**Task objective**
As the answer, give every line of the records that includes the word "versions".

Stored data entries:

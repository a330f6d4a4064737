mod support;

use axum::body::Body;
use axum::http::{header, Method, StatusCode};
use chrono::{Months, TimeZone, Utc};
use serde_json::json;

use ercole_api::export::XLSX_CONTENT_TYPE;
use ercole_api::model::alert::ALERT_STATUS_NEW;
use ercole_api::model::{
    Alert, ExadataComponent, ExadataInstance, ExadataVm, Host, OracleDatabase, ObjectId,
    OracleDatabaseLicenseType, SegmentAdvisor,
};
use support::{read_xlsx, test_now, TestApp};

const EXADATA: &str = "/hosts/technologies/oracle/exadata";
const BOUNDARY: &str = "ercole-test-boundary";

fn exadata_app() -> TestApp {
    let app = TestApp::new();
    app.service.seed_exadata_instance(ExadataInstance {
        rack_id: "RACK01".to_string(),
        hostname: "exa01".to_string(),
        location: "Italy".to_string(),
        components: vec![ExadataComponent {
            host_id: "H01".to_string(),
            hostname: "exa01-db01".to_string(),
            total_memory: 512.0,
            cpu_enabled: 24,
            image_version: "21.2.0".to_string(),
            release_date: test_now().checked_sub_months(Months::new(5)),
            vms: vec![ExadataVm {
                name: "vm01".to_string(),
                cpu_current: 8,
                ..Default::default()
            }],
            ..Default::default()
        }],
        ..Default::default()
    });
    app
}

fn multipart(field: &str, content: &str) -> Body {
    Body::from(format!(
        "--{b}\r\nContent-Disposition: form-data; name=\"{field}\"; filename=\"contracts.csv\"\r\n\
         Content-Type: text/csv\r\n\r\n{content}\r\n--{b}--\r\n",
        b = BOUNDARY,
        field = field,
        content = content,
    ))
}

async fn upload(app: &TestApp, database_type: &str, body: Body) -> support::TestResponse {
    let content_type = format!("multipart/form-data; boundary={}", BOUNDARY);
    app.send_with(
        Method::POST,
        &format!("/contracts/{}/upload", database_type),
        body,
        &[(header::CONTENT_TYPE, content_type.as_str())],
    )
    .await
}

// =============================================================================
// Exadata
// =============================================================================

#[tokio::test]
async fn test_exadata_hide_and_show() {
    let app = exadata_app();

    let visible = app.get(EXADATA).await.json();
    assert_eq!(visible[0]["rackID"], "RACK01");

    let response = app
        .send(Method::POST, &format!("{}/RACK01/hide", EXADATA), Body::empty())
        .await;
    assert_eq!(response.status, StatusCode::NO_CONTENT);
    assert_eq!(app.get(EXADATA).await.json(), json!([]));
    assert_eq!(app.get(&format!("{}/hidden", EXADATA)).await.json()[0]["rackID"], "RACK01");

    let response = app.delete(&format!("{}/RACK01/hide", EXADATA)).await;
    assert_eq!(response.status, StatusCode::NO_CONTENT);

    let response = app
        .send(Method::POST, &format!("{}/RACK99/hide", EXADATA), Body::empty())
        .await;
    assert_eq!(response.status, StatusCode::UNPROCESSABLE_ENTITY);
}

#[tokio::test]
async fn test_exadata_updates() {
    let app = exadata_app();

    let response = app
        .put_json(
            &format!("{}/RACK01/vms/H01/vm01/cluster-name", EXADATA),
            json!({ "clusterName": "cluster-a" }),
        )
        .await;
    assert_eq!(response.status, StatusCode::NO_CONTENT);

    let response = app
        .put_json(
            &format!("{}/RACK01/components/H01/cluster-names", EXADATA),
            json!({ "clusterNames": ["cluster-a", "cluster-b"] }),
        )
        .await;
    assert_eq!(response.status, StatusCode::NO_CONTENT);

    let response = app
        .put_json(
            &format!("{}/RACK01/rdma", EXADATA),
            json!({ "network": "192.168.10.0/24", "ipAddresses": ["192.168.10.1"] }),
        )
        .await;
    assert_eq!(response.status, StatusCode::NO_CONTENT);

    let instance = app.get(&format!("{}/RACK01", EXADATA)).await.json();
    let component = &instance["components"][0];
    assert_eq!(component["vms"][0]["clusterName"], "cluster-a");
    assert_eq!(component["clusterNames"], json!(["cluster-a", "cluster-b"]));
    assert_eq!(instance["rdma"]["network"], "192.168.10.0/24");
}

#[tokio::test]
async fn test_exadata_patch_advisors() {
    let app = exadata_app();
    let advisors = app
        .get(&format!("{}/RACK01/patch-advisors", EXADATA))
        .await
        .json();

    assert_eq!(advisors[0]["hostname"], "exa01-db01");
    assert_eq!(advisors[0]["fourMonths"], false);
    assert_eq!(advisors[0]["sixMonths"], true);
    assert_eq!(advisors[0]["twelveMonths"], true);
}

#[tokio::test]
async fn test_exadata_exports_require_spreadsheet_accept() {
    let app = exadata_app();

    let response = app.get(&format!("{}/export", EXADATA)).await;
    assert_eq!(response.status, StatusCode::BAD_REQUEST);
    assert_eq!(response.error(), "invalid Content-Type");
    assert_eq!(app.service.total_calls(), 0);

    let response = app.get_xlsx(&format!("{}/export", EXADATA)).await;
    assert_eq!(response.status, StatusCode::OK);
    assert_eq!(response.content_type(), XLSX_CONTENT_TYPE);
    assert_eq!(
        response.headers[header::CONTENT_DISPOSITION],
        "attachment; filename=\"exadata.xlsx\""
    );
    assert!(read_xlsx(&response.body).len() > 1);

    let response = app.get_xlsx(&format!("{}/patch-advisors/export", EXADATA)).await;
    assert_eq!(response.status, StatusCode::OK);
}

#[tokio::test]
async fn test_exadata_read_only() {
    let app = TestApp::read_only();
    let response = app
        .send(Method::POST, &format!("{}/RACK01/hide", EXADATA), Body::empty())
        .await;

    assert_eq!(response.status, StatusCode::FORBIDDEN);
    assert_eq!(app.service.total_calls(), 0);
}

// =============================================================================
// Alerts
// =============================================================================

#[tokio::test]
async fn test_search_and_ack_alerts() {
    let app = TestApp::new();
    let id = app.service.seed_alert(Alert {
        alert_category: "LICENSE".to_string(),
        alert_code: "NEW_LICENSE".to_string(),
        alert_severity: "INFO".to_string(),
        alert_status: ALERT_STATUS_NEW.to_string(),
        date: Utc.with_ymd_and_hms(2019, 10, 1, 0, 0, 0).unwrap(),
        hostname: "foobar".to_string(),
        ..Default::default()
    });

    let page = app.get("/alerts?status=NEW&page=0&size=10").await.json();
    assert_eq!(page["content"][0]["hostname"], "foobar");

    let response = app.get("/alerts?from=2019-13-01").await;
    assert_eq!(response.status, StatusCode::UNPROCESSABLE_ENTITY);

    let response = app
        .post_json("/alerts/ack", json!({ "ids": [ObjectId::generate().to_hex()] }))
        .await;
    assert_eq!(response.status, StatusCode::NOT_FOUND);

    let response = app.post_json("/alerts/ack", json!({ "ids": [id.to_hex()] })).await;
    assert_eq!(response.status, StatusCode::NO_CONTENT);

    let rows = app.get("/alerts?status=NEW").await.json();
    assert_eq!(rows, json!([]));

    let response = app.get_xlsx("/alerts").await;
    assert_eq!(response.status, StatusCode::OK);
    assert_eq!(read_xlsx(&response.body)[1][5], "foobar");
}

// =============================================================================
// Statistics and databases
// =============================================================================

fn database_app() -> TestApp {
    let app = TestApp::new();
    app.service.seed_host(Host {
        hostname: "foobar".to_string(),
        location: "Italy".to_string(),
        environment: "PROD".to_string(),
        oracle_databases: vec![
            OracleDatabase {
                name: "ERCOLE".to_string(),
                version: "19c".to_string(),
                work: 4.0,
                segment_advisors: vec![SegmentAdvisor {
                    reclaimable: 12.5,
                    ..Default::default()
                }],
                ..Default::default()
            },
            OracleDatabase {
                name: "TEST".to_string(),
                version: "12c".to_string(),
                work: 1.0,
                ..Default::default()
            },
        ],
        ..Default::default()
    });
    app
}

#[tokio::test]
async fn test_top_workload_honors_limit() {
    let app = database_app();

    let rows = app
        .get("/stats/technologies/oracle/databases/top-workload?limit=1")
        .await
        .json();
    assert_eq!(rows.as_array().unwrap().len(), 1);
    assert_eq!(rows[0]["dbname"], "ERCOLE");

    let rows = app
        .get("/stats/technologies/oracle/databases/top-reclaimable")
        .await
        .json();
    assert_eq!(rows[0]["reclaimableSegmentAdvisors"], 12.5);

    app.service.clear_calls();
    let response = app
        .get("/stats/technologies/oracle/databases/top-workload?limit=-3")
        .await;
    assert_eq!(response.status, StatusCode::UNPROCESSABLE_ENTITY);
    assert_eq!(app.service.total_calls(), 0);
}

#[tokio::test]
async fn test_version_stats() {
    let app = database_app();
    let rows = app
        .get("/stats/technologies/oracle/databases/versions?location=Italy")
        .await
        .json();
    assert_eq!(rows.as_array().unwrap().len(), 2);

    let rows = app
        .get("/stats/technologies/oracle/databases/versions?location=Germany")
        .await
        .json();
    assert_eq!(rows, json!([]));
}

#[tokio::test]
async fn test_window_time_must_not_be_negative() {
    let app = database_app();

    let response = app
        .get("/hosts/technologies/oracle/databases/patch-advisors?window-time=-1")
        .await;
    assert_eq!(response.status, StatusCode::UNPROCESSABLE_ENTITY);
    assert_eq!(response.error(), "Invalid value for window-time");

    let response = app
        .get("/stats/technologies/oracle/databases/patch-status?window-time=x")
        .await;
    assert_eq!(response.status, StatusCode::UNPROCESSABLE_ENTITY);

    assert_eq!(app.service.total_calls(), 0);
}

#[tokio::test]
async fn test_patch_status_window_follows_clock() {
    let app = database_app();
    let response = app
        .get("/stats/technologies/oracle/databases/patch-status?window-time=2")
        .await;
    assert_eq!(response.status, StatusCode::OK);

    let call = app.service.last_call().unwrap();
    assert!(call.args.contains("2019-09-05T14:02:03"));
}

#[tokio::test]
async fn test_exadata_totals() {
    let app = exadata_app();

    let memory = app
        .get("/stats/technologies/oracle/exadata/total-memory-size")
        .await
        .json();
    assert_eq!(memory, json!(512.0));

    let response = app.get("/stats/technologies/oracle/exadata/total-cpu").await;
    assert_eq!(response.status, StatusCode::OK);
}

// =============================================================================
// Contract uploads
// =============================================================================

#[tokio::test]
async fn test_upload_oracle_contracts() {
    let app = TestApp::new();
    app.service.seed_oracle_license_type(OracleDatabaseLicenseType {
        id: "A90611".to_string(),
        ..Default::default()
    });
    let csv = "contractID,csi,licenseTypeID,referenceNumber,unlimited,count,basket,restricted,hosts\n\
               CID001,CSI001,A90611,R001,false,10,true,false,host01;host02\n\
               CID002,CSI001,A90611,R002,false,5,false,true,\n";

    let response = upload(&app, "oracle", multipart("file", csv)).await;
    assert_eq!(response.status, StatusCode::NO_CONTENT);

    let contracts = app.get("/contracts/oracle/database").await.json();
    let contracts = contracts["contracts"].as_array().unwrap();
    assert_eq!(contracts.len(), 2);
    assert_eq!(contracts[0]["hosts"].as_array().unwrap().len(), 2);
}

#[tokio::test]
async fn test_upload_rejects_bad_requests() {
    let app = TestApp::new();

    let response = upload(&app, "postgres", multipart("file", "x")).await;
    assert_eq!(response.status, StatusCode::BAD_REQUEST);

    let response = upload(&app, "mysql", multipart("document", "x")).await;
    assert_eq!(response.status, StatusCode::BAD_REQUEST);
    assert_eq!(response.error(), "Missing form field \"file\"");

    let response = upload(&app, "mysql", multipart("file", "contractID,type\nMID001")).await;
    assert_eq!(response.status, StatusCode::BAD_REQUEST);

    assert_eq!(app.service.call_count("import_contracts"), 0);
}

#[tokio::test]
async fn test_upload_rejected_rows_are_unprocessable() {
    let app = TestApp::new();
    app.service.seed_oracle_license_type(OracleDatabaseLicenseType {
        id: "A90611".to_string(),
        ..Default::default()
    });
    let header = "contractID,csi,licenseTypeID,referenceNumber,unlimited,count,basket,restricted,hosts\n";

    let unlimited_not_basket = format!("{}CID001,CSI001,A90611,R001,true,10,false,false,\n", header);
    let response = upload(&app, "oracle", multipart("file", &unlimited_not_basket)).await;
    assert_eq!(response.status, StatusCode::UNPROCESSABLE_ENTITY);
    assert_eq!(response.error(), "Contract is unlimited so it must be even Basket");

    let unknown_license = format!("{}CID002,CSI001,XXXXXX,R002,false,10,true,false,\n", header);
    let response = upload(&app, "oracle", multipart("file", &unknown_license)).await;
    assert_eq!(response.status, StatusCode::UNPROCESSABLE_ENTITY);
    assert_eq!(response.error(), "License type id not found");
    assert_eq!(response.message(), "XXXXXX");

    assert_eq!(app.service.call_count("import_contracts"), 2);
    let contracts = app.get("/contracts/oracle/database").await.json();
    assert_eq!(contracts["contracts"], json!([]));
}

#[tokio::test]
async fn test_upload_read_only() {
    let app = TestApp::read_only();
    let response = upload(&app, "oracle", multipart("file", "")).await;

    assert_eq!(response.status, StatusCode::FORBIDDEN);
    assert_eq!(app.service.total_calls(), 0);
}

#[tokio::test]
async fn test_contracts_sample() {
    let app = TestApp::new();
    let response = app.get("/contracts/sqlserver/sample").await;

    assert_eq!(response.status, StatusCode::OK);
    assert_eq!(response.content_type(), "text/csv");
    assert_eq!(
        response.headers.get(header::CONTENT_DISPOSITION).unwrap(),
        "attachment; filename=sample_sqlserver_contracts.csv"
    );
    let text = String::from_utf8(response.body.to_vec()).unwrap();
    assert!(text.starts_with("contractID,type,licenseTypeID"));

    let response = app.get("/contracts/db2/sample").await;
    assert_eq!(response.status, StatusCode::BAD_REQUEST);
}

**Output of the exercise**
        .get("/stats/technologies/oracle/databases/versions?location=Italy")
        .get("/stats/technologies/oracle/databases/versions?location=Germany")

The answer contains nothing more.